As with tradition in January new international students are greeted with a welcoming event: The Student Association Fair inside AF-Borgen. The building is crowded with students, organizations, Nations, and local communities are offering treats or musical performances. Suddenly, a scream breaks through the air.
“We’re dying!” in an instant, half of the crowd collapses to the ground. Somewhere on the stage, a group of activists hijacks the microphone: “Our planet is dying! Our species are dying! We are dying!” They are the Extinction Rebellion and they are at the event to bring awareness of the mass extinction happening around the world into our everyday life by civil disobedience.
Early in March this year, Extinction Rebellion held another action by blocking a main road in central Lund. This time, the main focus was fossil fuels. Some 80 activists blocked a crossing close to the Botanical Garden, forcing incoming cars to halt before finally ushered away by the police.
Extinction rebellion is a newly started organization to tackle the climate crisis. To this point, there are roughly 320 groups worldwide. There is no official count in Lund, because they don’t have membership, but they have had around 90 people involved in several events.
Francisco Montaño, a first year Master’s student in Human Ecology, explains that the grassroot organization began in October 2018 in the United Kingdom and quickly spread across Europe. Francisco Montaño realized the extent of climate issues when he was working in Mexico. “When I started realizing the extent of the climate problem, I just had to raise awareness to political action for these things.” He believes that it is imperative to frame climate crisis as a social crisis, as social inequalities are closely tied to the ecological crisis.
Rike Weber, a second year Master’s student from Germany studying Aquatic Ecology, comments: “We are rebelling against the non-acting governments all around the globe. We want this crisis to be seen as an existential crisis and to be targeted as the most important issue that we’re facing right now”.
Rike Weber says she has always been involved environment-related organizations in school, but many organizations felt limited. “For me, focusing on limiting food waste or recycling is not enough. It’s not tackling this huge crisis that we’re facing right now.” Therefore, Extinction Rebellion recommends civil disobedience. “In history, in order to bring change within the system, there needs to be three and a half percent of the population of that country going on the streets [to demonstrate] for change to happen.” But Rike Weber also elaborate on what civil disobedience means: “The point is not to cause danger or harm, but to bring awareness by disrupting normal life.”
As for getting involved, Rike Weber and Francisco Montaño stressed that the climate crisis is everyone’s fight. “There’s a lot of spectrum of things you can do. You don’t have to do civil disobedience, or get arrested”, says Rike Weber. She argues that anyone can come up with creative ways to create awareness, such as street art, playing music, or creating art pieces.

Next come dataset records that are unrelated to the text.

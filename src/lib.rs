// Library interface for confserve
// This allows testing and external usage of confserve components

pub mod args;
pub mod config;
pub mod errors;
pub mod file_op;
pub mod file_utils;
pub mod renderer;
pub mod security;
pub mod server;
pub mod store;

// Re-export commonly used types
pub use config::ConfServeConfig;
pub use errors::{RuntimeError, StartupError};
pub use security::{RateLimitConfig, SecurityConfig, SecurityMiddleware};
pub use store::ConfigStore;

According to Francisco Montaño and Rike Weber, the future looks rather bleak. Francisco Montaño says he is inspired by a poem: “On the last day of the world. I would want to plant a tree.” He reassures that it is okay to feel grief when you realize how bad the future is going to be. Because it is only after acknowledging that there is a crisis, that we can start acting like it matters. “Even though we’re not sure if this will help.” He adds “We need to act as if we wanted to [change the world]. Maybe then we will have progress.”